Could Netarsudil be the promising treatment of Glaucoma?

Mina Abdelmseih*

Department of Fulda Eye Clinic, Germany

Corresponding Author

Received Date: March 04, 2019;  Published Date: March 12, 2019


Glaucoma is a group of chronic optic neuropathies characterized by degenerative changes in the optic nerve and visual field loss [1]. Intraocular pressure is considered the major risk factor for the progression of glaucomatous optic neuropathy involving the death of retinal ganglion cells and their axons [2].

However, glaucoma pathogenesis is not fully understood, the degeneration of retinal ganglion cells is related to increased intraocular pressure level. The intraocular pressure is determined by the balance between the ciliary body’s secretion of aqueous humor and its drainage through two independent pathways: the trabecular meshwork and uveoscleral pathway. There is increased resistance to aqueous outflow through the trabecular meshwork in patients with open-angle glaucoma. In contrast, in patients with angle-closure glaucoma, access to the drainage pathways is typically obstructed by iris [3].

Netarsudil ophthalmic solution 0.02% [Rhopressa®] is a Rhoassociated protein kinase (ROCK) inhibitor that primarily reduces intraocular pressure (IOP) by increasing the outflow of aqueous humor through the trabecular meshwork pathway. It is recently approved for the reduction of elevated IOP in patients with openangle glaucoma or ocular hypertension in the United States. The recommended dosage is once daily in the evening one drop in the affected eye(s). For this indication, there are ongoing researches: Phase III development in the EU, and Phase II development in Japan [4].

In three phases III trials of patients with elevated IOP, in patients with a baseline IOP less than 25 mmHg, the ocular hypotensive efficacy of once-daily 0.02% met the non-inferiority criteria for twice-daily timolol 0.5% over 3 months. The most common side effects are mild conjunctival hyperemia without increasing the severity with the continued dose, subconjunctival hemorrhages and cornea verticillata. Also, serious or systemic side effects related to treatment are uncommon probably due to a lack of systemic exposure [5].

According to a study by Kazemi A, McLaren JW, and Kopczynski which is designed to evaluate the effect of netarsudil 0.02 % on aqueous humor dynamics (AHD) parameters. In this doublemasked study, 11 healthy volunteers received topical netarsudil ophthalmic solution 0.02% once a day for 7 days (morning dosage).

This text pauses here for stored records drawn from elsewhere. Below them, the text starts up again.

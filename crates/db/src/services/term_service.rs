//! Term aggregation: terms joined with their categories.
//!
//! Each method runs its steps strictly in sequence on the connection it is
//! given. If a later step fails, earlier steps are not undone here; pass a
//! transaction and drop it uncommitted to discard them.

use termkeeper_core::filters::TermFilters;
use termkeeper_core::id::IdGenerator;
use termkeeper_core::types::CategoryId;

use crate::error::RepoError;
use crate::models::term::{Term, TermWithCategories};
use crate::repositories::{CategoryRepo, TermCategoryRepo, TermRepo};
use crate::DbConn;

/// Builds and maintains denormalized "term with categories" views.
pub struct TermService;

impl TermService {
    /// Create a term, then link it to `category_ids` in the given order.
    pub async fn create_with_categories(
        conn: &mut DbConn,
        ids: &dyn IdGenerator,
        owner_id: &str,
        name: &str,
        description: &str,
        category_ids: &[CategoryId],
    ) -> Result<TermWithCategories, RepoError> {
        let term = TermRepo::create(conn, ids, owner_id, name, description).await?;
        TermCategoryRepo::link_all(conn, &term.id, category_ids).await?;
        Self::attach_categories(conn, term).await
    }

    /// List the owner's terms matching `filters`, each with its categories.
    ///
    /// Terms keep the order returned by [`TermRepo::query`]. Any failing
    /// per-term lookup aborts the whole listing.
    pub async fn list_with_categories(
        conn: &mut DbConn,
        owner_id: &str,
        filters: &TermFilters,
    ) -> Result<Vec<TermWithCategories>, RepoError> {
        let terms = TermRepo::query(conn, owner_id, filters).await?;

        let mut result = Vec::with_capacity(terms.len());
        for term in terms {
            result.push(Self::attach_categories(conn, term).await?);
        }
        Ok(result)
    }

    /// Load one owned term with its categories.
    pub async fn find_with_categories(
        conn: &mut DbConn,
        owner_id: &str,
        term_id: &str,
    ) -> Result<Option<TermWithCategories>, RepoError> {
        match TermRepo::find_by_id(conn, owner_id, term_id).await? {
            Some(term) => Ok(Some(Self::attach_categories(conn, term).await?)),
            None => Ok(None),
        }
    }

    /// Update the term row, then replace its links with exactly `category_ids`.
    pub async fn update_with_categories(
        conn: &mut DbConn,
        term: &Term,
        category_ids: &[CategoryId],
    ) -> Result<TermWithCategories, RepoError> {
        let updated = TermRepo::update(conn, term).await?;
        TermCategoryRepo::replace_all(conn, &updated.id, category_ids).await?;
        Self::attach_categories(conn, updated).await
    }

    /// Delete the term row, then its relation rows.
    pub async fn delete_with_categories(conn: &mut DbConn, term: &Term) -> Result<(), RepoError> {
        TermRepo::delete(conn, &term.id).await?;
        TermCategoryRepo::delete_all(conn, &term.id).await?;
        Ok(())
    }

    async fn attach_categories(
        conn: &mut DbConn,
        term: Term,
    ) -> Result<TermWithCategories, RepoError> {
        let category_ids = TermCategoryRepo::list_category_ids(conn, &term.id).await?;
        let categories = CategoryRepo::find_by_ids(conn, &category_ids).await?;
        Ok(TermWithCategories { term, categories })
    }
}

The difference between netarsudil and placebo eyes in diurnal outflow change was 0.08μL / min / mmHg (P < 0.001). Diurnal episcleral venous pressure (EVP) decreased in netarsudil-treated eyes from 7.9±1.2mmHg to 7.2 ± 1.8 (-10 percent; P= 0.01). Diurnal EVP was not significantly different between netarsudil and placebotreated eyes. Once a day, netarsudil ophthalmic solution 0.02 % reduced IOP by increasing trabecular outflow and reducing EVP. This suggests a combination of mechanisms that affect both the proximal and distal outflow pathways [6].

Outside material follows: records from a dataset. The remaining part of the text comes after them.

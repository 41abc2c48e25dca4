//! Dynamic SQL for term listings.
//!
//! [`TermQuery::build`] turns an owner id plus [`TermFilters`] into one
//! `SELECT` statement and its positional bind values. Clause order is fixed:
//!
//! 1. the relation `INNER JOIN`, when a category filter is present;
//! 2. `WHERE t.fk_user_id = $1`, always;
//! 3. `AND r.fk_category_id = $n`, when a category filter is present;
//! 4. `AND t.name ILIKE $n`, when a name filter is present;
//! 5. the checked/unchecked predicate (no bind value);
//! 6. a single `ORDER BY`, when a sort is present.
//!
//! Placeholders are numbered in append order, so `binds()` lines up with
//! them one-to-one.

use termkeeper_core::filters::{CheckedState, TermFilters, TermSort};

/// Column list for `terms` rows selected through the `t` alias.
pub const TERM_COLUMNS: &str =
    "t.id, t.fk_user_id, t.name, t.description, t.created_at, t.updated_at";

const CATEGORY_JOIN: &str = "INNER JOIN term_category_relations r ON t.id = r.fk_term_id";

/// A composed term listing query.
#[derive(Debug, Clone, PartialEq, Eq)]
pub struct TermQuery {
    joins: Vec<&'static str>,
    conditions: Vec<String>,
    binds: Vec<String>,
    order_by: Option<&'static str>,
}

impl TermQuery {
    /// Compose the listing query for `owner_id`.
    pub fn build(owner_id: &str, filters: &TermFilters) -> Self {
        let mut query = Self {
            joins: Vec::new(),
            conditions: Vec::new(),
            binds: Vec::new(),
            order_by: None,
        };

        // Tenant scope, never omitted.
        query.push_bound("t.fk_user_id =", owner_id.to_string());

        if let Some(ref category_id) = filters.category_id {
            query.joins.push(CATEGORY_JOIN);
            query.push_bound("r.fk_category_id =", category_id.clone());
        }

        if let Some(ref needle) = filters.name_contains {
            query.push_bound("t.name ILIKE", format!("%{}%", escape_like(needle)));
        }

        if let Some(checked) = filters.checked {
            query.conditions.push(checked_predicate(checked).to_string());
        }

        query.order_by = filters.sort.map(order_by_clause);
        query
    }

    /// The full SQL text with `$n` placeholders.
    pub fn sql(&self) -> String {
        let mut sql = format!("SELECT {TERM_COLUMNS} FROM terms t");
        for join in &self.joins {
            sql.push(' ');
            sql.push_str(join);
        }
        sql.push_str(" WHERE ");
        sql.push_str(&self.conditions.join(" AND "));
        if let Some(order_by) = self.order_by {
            sql.push(' ');
            sql.push_str(order_by);
        }
        sql
    }

    /// Bind values in placeholder order.
    pub fn binds(&self) -> &[String] {
        &self.binds
    }

    fn push_bound(&mut self, lhs: &str, value: String) {
        let idx = self.binds.len() + 1;
        self.conditions.push(format!("{lhs} ${idx}"));
        self.binds.push(value);
    }
}

fn checked_predicate(checked: CheckedState) -> &'static str {
    match checked {
        CheckedState::Checked => "(t.description IS NULL OR t.description = '')",
        CheckedState::Unchecked => "(t.description IS NOT NULL AND t.description <> '')",
    }
}

fn order_by_clause(sort: TermSort) -> &'static str {
    match sort {
        TermSort::CreatedAtAsc => "ORDER BY t.created_at ASC",
        TermSort::CreatedAtDesc => "ORDER BY t.created_at DESC",
        TermSort::UpdatedAtAsc => "ORDER BY t.updated_at ASC",
        TermSort::UpdatedAtDesc => "ORDER BY t.updated_at DESC",
        TermSort::NameAsc => "ORDER BY t.name ASC",
        TermSort::NameDesc => "ORDER BY t.name DESC",
    }
}

/// Escape LIKE/ILIKE wildcard characters (`%`, `_`, `\`) in user input.
pub fn escape_like(input: &str) -> String {
    input
        .replace('\\', "\\\\")
        .replace('%', "\\%")
        .replace('_', "\\_")
}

The development of Rho kinase inhibitors for the reduction of IOP in patients with glaucoma and ocular hypertension is a triumph of medical research. Rho kinase inhibitors agents are thought to be very effective alone or in combination with other glaucoma medications. Netarsudil has neuroprotective and antifibrotic properties and enhances ocular blood flow. Therefore, it may be considered a revolutionary medication in the medical and surgical treatment of glaucoma [7].



Conflicts of Interest

Author declares no Conflicts of Interest.